Over the years, I heard little about Solange except from stumbling upon aesthetically pleasing pictures of her occasionally. Then came along the infamous elevator incident. I remember watching the footage and thinking Solange seemed somewhat protective of her older sister, if indeed, she was fighting for her sister. The world called her crazy then, but the silver lining was that it somewhat brought her into the main spotlight. Solange has definitely been around musically for a while with her previous body of works. However, not enough people were paying attention. Eventually, her eccentric style became a topic of conversation (shout out to Solange for giving us some unforgettable Met Gala moments). Perhaps a breakthrough moment could be attributed to the official pictures from her wedding last year; The wedding portrait that many tried to copy and failed woefully because no one does it as effortlessly as the Knowles.
Solange has also not been ashamed of being seen as pro-black and has never shied away from expressing her views and pain on social media. A couple of months ago, she participated in a peaceful black lives matter protest in Baton Rouge.
“Solange’s packaging of brutal honesty in tender, harmony-rich murmurs is both beautiful and radical” – Maura Johnston, RollingStone
The main reason I am writing this is because I had never fully appreciated Solange till the moment I listened to her fourth album: the politically charged, yet personal ‘A Seat At The Table’. Till that moment, I had only heard ‘sandcastle disco’ years ago and I was not quite sure of what to expect. However, immediately Solange’s voice kicks in, accompanied with the soft piano in the background on ‘Rise’, I knew I was listening to something unfamiliar, yet soothing. As the song fades into the soft, ’weary’, I just had to sit down and take it all in because it suddenly felt like Solange was speaking for me. In breathy sounds that ought to let the words be escapable, each line hits you hard. “I’m weary of the ways of the world/ Be leery ‘bout your place in the world, you’re feeling like you’re chasing the world”. ‘Cranes in the sky’ comes on next and I am sure my soul left my body at some point. It was easy for me to get lost in the pretty, lulling sounds but after taking a moment to actually listen, I realised that Solange was talking about a place we have all been, when we can’t seem to outrun our troubles no matter what we do to chase ‘it’ away.
‘Mad’ was that song that felt like Solange was actually speaking to me. ‘I’ve got a lot to be mad about/ You got the right to be mad, but when you carry it alone, you find it only getting in the way.
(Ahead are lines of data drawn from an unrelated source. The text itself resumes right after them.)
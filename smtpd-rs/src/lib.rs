//! smtpd-rs: embeddable SMTP server core
//!
//! Accepts mail over SMTP and hands every decision to the application
//! through a [`Handler`](smtp::Handler): whether to talk to a client, which
//! senders and recipients to accept, whose credentials are valid and what
//! to do with a finished message.
//!
//! # Features
//!
//! - **STARTTLS**: in-place upgrade of a plaintext session
//! - **AUTH**: PLAIN and LOGIN, offered only over TLS
//! - **Limits**: connection cap, message size, command line length
//! - **Timeouts**: sliding read and write deadlines against stalled clients
//!
//! # Example
//!
//! ```no_run
//! use smtpd_rs::config::Config;
//! use smtpd_rs::smtp::{NoopHandler, SmtpServer};
//! use std::sync::Arc;
//!
//! #[tokio::main]
//! async fn main() -> Result<(), Box<dyn std::error::Error>> {
//!     let config = Config::default();
//!     let server = SmtpServer::new(config.smtp).with_handler(Arc::new(NoopHandler));
//!     server.run().await?;
//!
//!     Ok(())
//! }
//! ```

pub mod config;
pub mod error;
pub mod security;
pub mod smtp;

// Re-export commonly used types
pub use config::Config;
pub use error::{Result, SmtpdError};
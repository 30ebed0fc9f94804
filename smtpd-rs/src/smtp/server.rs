use crate::config::SmtpConfig;
use crate::error::{Result, SmtpdError};
use crate::security::TlsConfig;
use crate::smtp::handler::{Handler, NoopHandler};
use crate::smtp::session::SmtpSession;
use std::future::Future;
use std::io;
use std::sync::Arc;
use std::time::Duration;
use tokio::net::TcpListener;
use tokio::sync::Semaphore;
use tokio_rustls::TlsAcceptor;
use tokio_util::task::TaskTracker;
use tracing::{debug, error, info, info_span, warn, Instrument};

/// Pause before retrying after a transient accept failure
const ACCEPT_BACKOFF: Duration = Duration::from_secs(1);

/// Settings resolved once when serving starts and shared read-only by all sessions
pub(crate) struct ServerContext {
    pub hostname: String,
    pub banner: String,
    pub read_timeout: Duration,
    pub write_timeout: Duration,
    pub max_message_size: usize,
    pub max_connections: Option<usize>,
    pub force_tls: bool,
    pub handler: Arc<dyn Handler>,
    pub tls_acceptor: Option<TlsAcceptor>,
}

/// SMTP server accepting connections and running one session per client
///
/// # Example
/// ```no_run
/// use smtpd_rs::config::SmtpConfig;
/// use smtpd_rs::smtp::{NoopHandler, SmtpServer};
/// use std::sync::Arc;
///
/// # async fn example() -> Result<(), Box<dyn std::error::Error>> {
/// let server = SmtpServer::new(SmtpConfig::default()).with_handler(Arc::new(NoopHandler));
/// server.run().await?;
/// # Ok(())
/// # }
/// ```
pub struct SmtpServer {
    config: SmtpConfig,
    handler: Arc<dyn Handler>,
    tls: Option<TlsConfig>,
}

impl SmtpServer {
    pub fn new(config: SmtpConfig) -> Self {
        Self {
            config,
            handler: Arc::new(NoopHandler),
            tls: None,
        }
    }

    /// Install the policy hooks and delivery callback
    pub fn with_handler(mut self, handler: Arc<dyn Handler>) -> Self {
        self.handler = handler;
        self
    }

    /// Enable STARTTLS
    pub fn with_tls(mut self, tls: TlsConfig) -> Self {
        self.tls = Some(tls);
        self
    }

    pub fn config(&self) -> &SmtpConfig {
        &self.config
    }

    fn context(&self) -> Result<Arc<ServerContext>> {
        if self.config.force_tls && self.tls.is_none() {
            return Err(SmtpdError::Config(
                "force_tls requires TLS to be configured".to_string(),
            ));
        }

        let hostname = self.config.resolved_hostname();
        let banner = self.config.resolved_banner(&hostname);

        Ok(Arc::new(ServerContext {
            hostname,
            banner,
            read_timeout: self.config.read_timeout(),
            write_timeout: self.config.write_timeout(),
            max_message_size: self.config.message_size_limit(),
            max_connections: self.config.connection_limit(),
            force_tls: self.config.force_tls,
            handler: self.handler.clone(),
            tls_acceptor: self.tls.as_ref().map(TlsConfig::acceptor),
        }))
    }

    /// Bind the configured address and serve forever
    pub async fn run(&self) -> Result<()> {
        let listener = TcpListener::bind(&self.config.listen_addr).await?;
        self.serve(listener).await
    }

    /// Serve connections from `listener` until a non-transient accept error
    pub async fn serve(&self, listener: TcpListener) -> Result<()> {
        self.serve_with_shutdown(listener, std::future::pending()).await
    }

    /// Serve until `signal` completes, then stop accepting and wait for
    /// in-flight sessions to finish
    pub async fn serve_with_shutdown<F>(&self, listener: TcpListener, signal: F) -> Result<()>
    where
        F: Future<Output = ()>,
    {
        let ctx = self.context()?;
        if let Ok(addr) = listener.local_addr() {
            info!("SMTP server listening on {}", addr);
        }

        let limiter = ctx
            .max_connections
            .map(|limit| Arc::new(Semaphore::new(limit)));
        let tracker = TaskTracker::new();

        tokio::pin!(signal);

        let result = loop {
            let accepted = tokio::select! {
                _ = &mut signal => {
                    info!("Shutdown requested, no longer accepting connections");
                    break Ok(());
                }
                accepted = listener.accept() => accepted,
            };

            match accepted {
                Ok((socket, addr)) => {
                    info!("New SMTP connection from {}", addr);

                    let session = SmtpSession::new(ctx.clone(), socket, addr);
                    let limiter = limiter.clone();
                    let span = info_span!("smtp_session", peer = %addr);

                    tracker.spawn(
                        async move {
                            let _permit = match limiter {
                                Some(limiter) => match limiter.try_acquire_owned() {
                                    Ok(permit) => Some(permit),
                                    Err(_) => {
                                        warn!("Connection limit reached, rejecting");
                                        session.reject_busy().await;
                                        return;
                                    }
                                },
                                None => None,
                            };

                            match session.handle().await {
                                Ok(()) => debug!("Session closed"),
                                Err(e) => error!("Session error: {}", e),
                            }
                        }
                        .instrument(span),
                    );
                }
                Err(e) if is_transient(&e) => {
                    warn!("Transient accept error: {}; retrying in {:?}", e, ACCEPT_BACKOFF);
                    tokio::time::sleep(ACCEPT_BACKOFF).await;
                }
                Err(e) => {
                    error!("Failed to accept connection: {}", e);
                    break Err(e.into());
                }
            }
        };

        tracker.close();
        if !tracker.is_empty() {
            info!("Waiting for {} session(s) to finish", tracker.len());
        }
        tracker.wait().await;

        result
    }
}

/// Accept errors worth retrying: per-connection failures and descriptor exhaustion
fn is_transient(err: &io::Error) -> bool {
    match err.kind() {
        io::ErrorKind::ConnectionAborted
        | io::ErrorKind::ConnectionReset
        | io::ErrorKind::ConnectionRefused
        | io::ErrorKind::Interrupted
        | io::ErrorKind::WouldBlock
        | io::ErrorKind::TimedOut => true,
        // ENFILE, EMFILE
        _ => matches!(err.raw_os_error(), Some(23) | Some(24)),
    }
}
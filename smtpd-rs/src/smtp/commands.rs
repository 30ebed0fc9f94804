use thiserror::Error;

#[derive(Debug, Clone, PartialEq)]
pub enum SmtpCommand {
    Helo(String),
    Ehlo(String),
    MailFrom(String, Vec<String>),
    RcptTo(String),
    Data,
    Rset,
    Quit,
    Noop,
    Starttls,
    /// Mechanism and optional initial response
    Auth(String, Option<String>),
    Unknown(String),
}

/// A recognised command with unusable arguments (reply 501), or an empty line (reply 500)
#[derive(Error, Debug, Clone, PartialEq, Eq)]
pub enum ParseError {
    #[error("Empty command")]
    Empty,

    #[error("{0}")]
    Syntax(&'static str),
}

impl SmtpCommand {
    pub fn parse(line: &str) -> Result<Self, ParseError> {
        let line = line.trim();
        if line.is_empty() {
            return Err(ParseError::Empty);
        }

        let (command, args) = match line.split_once(char::is_whitespace) {
            Some((command, args)) => (command.to_uppercase(), args.trim()),
            None => (line.to_uppercase(), ""),
        };

        match command.as_str() {
            "HELO" => Ok(SmtpCommand::Helo(Self::parse_domain(args)?)),
            "EHLO" => Ok(SmtpCommand::Ehlo(Self::parse_domain(args)?)),
            "MAIL" => {
                // MAIL FROM:<address> [parameters]
                let rest = Self::strip_keyword(args, "FROM:")
                    .ok_or(ParseError::Syntax("Invalid MAIL FROM syntax"))?;
                let (address, params) = Self::parse_path(rest)?;
                Ok(SmtpCommand::MailFrom(address, params))
            }
            "RCPT" => {
                // RCPT TO:<address>
                let rest = Self::strip_keyword(args, "TO:")
                    .ok_or(ParseError::Syntax("Invalid RCPT TO syntax"))?;
                let (address, _params) = Self::parse_path(rest)?;
                if address.is_empty() {
                    return Err(ParseError::Syntax("Empty recipient"));
                }
                Ok(SmtpCommand::RcptTo(address))
            }
            "DATA" => Ok(SmtpCommand::Data),
            "RSET" => Ok(SmtpCommand::Rset),
            "QUIT" => Ok(SmtpCommand::Quit),
            "NOOP" => Ok(SmtpCommand::Noop),
            "STARTTLS" => Ok(SmtpCommand::Starttls),
            "AUTH" => {
                let mut parts = args.split_whitespace();
                let mechanism = parts
                    .next()
                    .ok_or(ParseError::Syntax("AUTH requires a mechanism"))?;
                let initial_response = parts.next().map(str::to_string);
                if parts.next().is_some() {
                    return Err(ParseError::Syntax("Too many AUTH arguments"));
                }
                Ok(SmtpCommand::Auth(mechanism.to_uppercase(), initial_response))
            }
            _ => Ok(SmtpCommand::Unknown(command)),
        }
    }

    /// Value of a `SIZE=` parameter given with MAIL FROM
    pub fn declared_size(params: &[String]) -> Option<usize> {
        params.iter().find_map(|param| {
            let (key, value) = param.split_once('=')?;
            if key.eq_ignore_ascii_case("SIZE") {
                value.parse().ok()
            } else {
                None
            }
        })
    }

    fn parse_domain(args: &str) -> Result<String, ParseError> {
        args.split_whitespace()
            .next()
            .map(str::to_string)
            .ok_or(ParseError::Syntax("Missing parameter"))
    }

    fn strip_keyword<'a>(args: &'a str, keyword: &str) -> Option<&'a str> {
        let head = args.get(..keyword.len())?;
        if head.eq_ignore_ascii_case(keyword) {
            Some(args[keyword.len()..].trim_start())
        } else {
            None
        }
    }

    /// Split `<address> PARAM=value ...` into the bare address and its parameters
    fn parse_path(rest: &str) -> Result<(String, Vec<String>), ParseError> {
        let (address, params) = if let Some(inner) = rest.strip_prefix('<') {
            let end = inner
                .find('>')
                .ok_or(ParseError::Syntax("Unterminated address"))?;
            (&inner[..end], &inner[end + 1..])
        } else {
            match rest.split_once(char::is_whitespace) {
                Some((address, params)) => (address, params),
                None => (rest, ""),
            }
        };

        if address.is_empty() && !rest.starts_with('<') {
            return Err(ParseError::Syntax("Missing address"));
        }
        if address.chars().any(|c| c.is_whitespace() || c == '<') {
            return Err(ParseError::Syntax("Malformed address"));
        }

        let params = params.split_whitespace().map(str::to_string).collect();
        Ok((address.to_string(), params))
    }
}
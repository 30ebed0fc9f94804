//! Line framing and replies over a plain or TLS-upgraded connection

use crate::error::{Result, SmtpdError};
use std::pin::Pin;
use std::task::{Context, Poll};
use std::time::Duration;
use tokio::io::{AsyncBufReadExt, AsyncRead, AsyncReadExt, AsyncWrite, AsyncWriteExt, BufReader, ReadBuf};
use tokio::net::TcpStream;
use tokio::time::{timeout, timeout_at, Instant};
use tokio_rustls::server::TlsStream;
use tokio_rustls::TlsAcceptor;
use tracing::{debug, warn};

/// Maximum length of a command line, terminator included
pub const MAX_LINE_LENGTH: usize = 1000;

/// Unified stream type for both plain and TLS connections
///
/// Lets the session switch to TLS mid-connection on STARTTLS without
/// changing the type it reads from and writes to.
pub(crate) enum SmtpStream {
    Plain(TcpStream),
    Tls(Box<TlsStream<TcpStream>>),
    /// Placeholder while the handshake owns the socket
    Upgrading,
}

fn upgrading_error() -> std::io::Error {
    std::io::Error::new(
        std::io::ErrorKind::NotConnected,
        "I/O attempted during STARTTLS upgrade",
    )
}

impl AsyncRead for SmtpStream {
    fn poll_read(
        self: Pin<&mut Self>,
        cx: &mut Context<'_>,
        buf: &mut ReadBuf<'_>,
    ) -> Poll<std::io::Result<()>> {
        match self.get_mut() {
            SmtpStream::Plain(stream) => Pin::new(stream).poll_read(cx, buf),
            SmtpStream::Tls(stream) => Pin::new(stream.as_mut()).poll_read(cx, buf),
            SmtpStream::Upgrading => Poll::Ready(Err(upgrading_error())),
        }
    }
}

impl AsyncWrite for SmtpStream {
    fn poll_write(
        self: Pin<&mut Self>,
        cx: &mut Context<'_>,
        buf: &[u8],
    ) -> Poll<std::io::Result<usize>> {
        match self.get_mut() {
            SmtpStream::Plain(stream) => Pin::new(stream).poll_write(cx, buf),
            SmtpStream::Tls(stream) => Pin::new(stream.as_mut()).poll_write(cx, buf),
            SmtpStream::Upgrading => Poll::Ready(Err(upgrading_error())),
        }
    }

    fn poll_flush(self: Pin<&mut Self>, cx: &mut Context<'_>) -> Poll<std::io::Result<()>> {
        match self.get_mut() {
            SmtpStream::Plain(stream) => Pin::new(stream).poll_flush(cx),
            SmtpStream::Tls(stream) => Pin::new(stream.as_mut()).poll_flush(cx),
            SmtpStream::Upgrading => Poll::Ready(Err(upgrading_error())),
        }
    }

    fn poll_shutdown(self: Pin<&mut Self>, cx: &mut Context<'_>) -> Poll<std::io::Result<()>> {
        match self.get_mut() {
            SmtpStream::Plain(stream) => Pin::new(stream).poll_shutdown(cx),
            SmtpStream::Tls(stream) => Pin::new(stream.as_mut()).poll_shutdown(cx),
            SmtpStream::Upgrading => Poll::Ready(Err(upgrading_error())),
        }
    }
}

/// Format a reply; every line but the last gets `<code>-`
pub fn format_reply(code: u16, lines: &[&str]) -> String {
    let mut reply = String::new();
    let last = lines.len().saturating_sub(1);
    for (i, line) in lines.iter().enumerate() {
        let separator = if i == last { ' ' } else { '-' };
        reply.push_str(&format!("{}{}{}\r\n", code, separator, line));
    }
    if lines.is_empty() {
        reply.push_str(&format!("{} \r\n", code));
    }
    reply
}

/// Strip a trailing LF and an optional CR before it
pub fn trim_line_ending(line: &[u8]) -> &[u8] {
    let line = line.strip_suffix(b"\n").unwrap_or(line);
    line.strip_suffix(b"\r").unwrap_or(line)
}

/// Framer and responder for one connection
///
/// The read deadline is pushed forward every time a reply is flushed, so a
/// client is disconnected after `read_timeout` of silence following the
/// server's last reply.
pub(crate) struct Connection {
    reader: BufReader<SmtpStream>,
    read_timeout: Duration,
    write_timeout: Duration,
    read_deadline: Instant,
}

impl Connection {
    pub fn new(stream: TcpStream, read_timeout: Duration, write_timeout: Duration) -> Self {
        Self {
            reader: BufReader::new(SmtpStream::Plain(stream)),
            read_timeout,
            write_timeout,
            read_deadline: Instant::now() + read_timeout,
        }
    }

    /// Read up to `limit` bytes ending at the next LF
    ///
    /// The returned chunk keeps its terminator. A chunk without one either
    /// hit `limit` or is the tail of the stream. `None` means EOF.
    pub async fn read_chunk(&mut self, limit: usize) -> Result<Option<Vec<u8>>> {
        let mut buf = Vec::new();
        let mut bounded = (&mut self.reader).take(limit as u64);

        let n = timeout_at(self.read_deadline, bounded.read_until(b'\n', &mut buf))
            .await
            .map_err(|_| SmtpdError::Timeout)??;

        if n == 0 {
            return Ok(None);
        }
        Ok(Some(buf))
    }

    /// Push the read deadline forward without replying
    pub fn extend_read_deadline(&mut self) {
        self.read_deadline = Instant::now() + self.read_timeout;
    }

    /// Read one command line without its terminator
    ///
    /// An over-long line is consumed up to its end and reported as
    /// [`SmtpdError::LineTooLong`] so the session can answer and carry on.
    pub async fn read_line(&mut self) -> Result<Option<String>> {
        let Some(chunk) = self.read_chunk(MAX_LINE_LENGTH).await? else {
            return Ok(None);
        };

        if chunk.len() == MAX_LINE_LENGTH && !chunk.ends_with(b"\n") {
            self.discard_line().await?;
            return Err(SmtpdError::LineTooLong {
                max: MAX_LINE_LENGTH,
            });
        }

        Ok(Some(String::from_utf8_lossy(trim_line_ending(&chunk)).into_owned()))
    }

    async fn discard_line(&mut self) -> Result<()> {
        loop {
            match self.read_chunk(MAX_LINE_LENGTH).await? {
                Some(chunk) if chunk.ends_with(b"\n") => return Ok(()),
                Some(_) => continue,
                None => return Err(SmtpdError::ConnectionClosed),
            }
        }
    }

    /// Send a single-line reply
    pub async fn reply(&mut self, code: u16, message: &str) -> Result<()> {
        self.send(&format_reply(code, &[message])).await
    }

    /// Send a multi-line reply
    pub async fn reply_lines(&mut self, code: u16, lines: &[&str]) -> Result<()> {
        self.send(&format_reply(code, lines)).await
    }

    async fn send(&mut self, reply: &str) -> Result<()> {
        debug!("Sending: {}", reply.trim_end());

        let stream = self.reader.get_mut();
        timeout(self.write_timeout, async {
            stream.write_all(reply.as_bytes()).await?;
            stream.flush().await
        })
        .await
        .map_err(|_| SmtpdError::Timeout)??;

        self.read_deadline = Instant::now() + self.read_timeout;
        Ok(())
    }

    pub fn is_encrypted(&self) -> bool {
        matches!(self.reader.get_ref(), SmtpStream::Tls(_))
    }

    /// Run the TLS handshake on the underlying socket and rebuild the framer
    ///
    /// Bytes the client sent after STARTTLS but before the handshake are
    /// discarded with the old buffer.
    pub async fn upgrade(&mut self, acceptor: &TlsAcceptor) -> Result<()> {
        let pending = self.reader.buffer().len();
        if pending > 0 {
            warn!("Discarding {} bytes pipelined after STARTTLS", pending);
        }

        let old = std::mem::replace(&mut self.reader, BufReader::new(SmtpStream::Upgrading));
        let tcp = match old.into_inner() {
            SmtpStream::Plain(tcp) => tcp,
            SmtpStream::Tls(_) | SmtpStream::Upgrading => {
                return Err(SmtpdError::Tls("Connection is not plaintext".to_string()));
            }
        };

        let tls = timeout_at(self.read_deadline, acceptor.accept(tcp))
            .await
            .map_err(|_| SmtpdError::Timeout)?
            .map_err(|e| SmtpdError::Tls(format!("TLS handshake failed: {}", e)))?;

        self.reader = BufReader::new(SmtpStream::Tls(Box::new(tls)));
        self.read_deadline = Instant::now() + self.read_timeout;
        Ok(())
    }

    /// Best-effort flush and shutdown
    pub async fn close(&mut self) {
        let stream = self.reader.get_mut();
        let closed = timeout(self.write_timeout, async {
            if let Err(e) = stream.flush().await {
                debug!("Flush before close failed: {}", e);
            }
            stream.shutdown().await
        })
        .await;

        match closed {
            Ok(Ok(())) => {}
            Ok(Err(e)) => debug!("Shutdown failed: {}", e),
            Err(_) => debug!("Shutdown timed out"),
        }
    }
}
They say you gotta let it go.’ and that easily became my top favourite. Not only is Solange speaking to me, but also for every frustrated black person living in a world that cannot seem to understand why we still hold so much anger. The world just sees it as us forever ‘complaining’ and ‘blaming’, and like Solange concludes, ‘But I’m not really allowed to be mad.’ However, Solange seems to redeem us by making F.U.B.U, a song purposefully selective. A song that encourages you to be proud and celebrate being black. An anthem for us, by us.
I love how Solange uses a soft, gentle and soothing style to talk about politically heavy topics such as race, bodily autonomy, (identity), empowerment and personal experiences with sorrow/ grief and healing. She executes this by intertwining R&B, Soul, Funk and Jazz to create a body of art worthy of its strong narrative. So far, the visuals have been nothing short of breathtaking. I have also come to see Solange as one who is unafraid to feel and be free, one unapologetic for being born the way they are. I look at Solange and see art; a vessel and an embodiment of strength, beauty, resilience, empathy, defiance- all things black and a shinning light bursting with a shitload of talent. Most of all, I think what really stands out about Solange is growth. Both personal and musical, in terms of style, sound, mind and quality.
“Solange, I knew when you were born three days late that you would walk to the beat of your own drum. You were always my rebel warrior! Always defending the underdog and fighting for what you believe in…I love that you do not let others define who you are, or what you are. Whether in your music, fashion or your life, you truly are your own incredible, unapologetic person!” – Tina Lawson’s open mother’s day letter to her daughters
I think of Solange and I’m reminded of everything I want to be: fearless, unapologetic..free.
An ode to Solange; don’t let anybody steal your magic.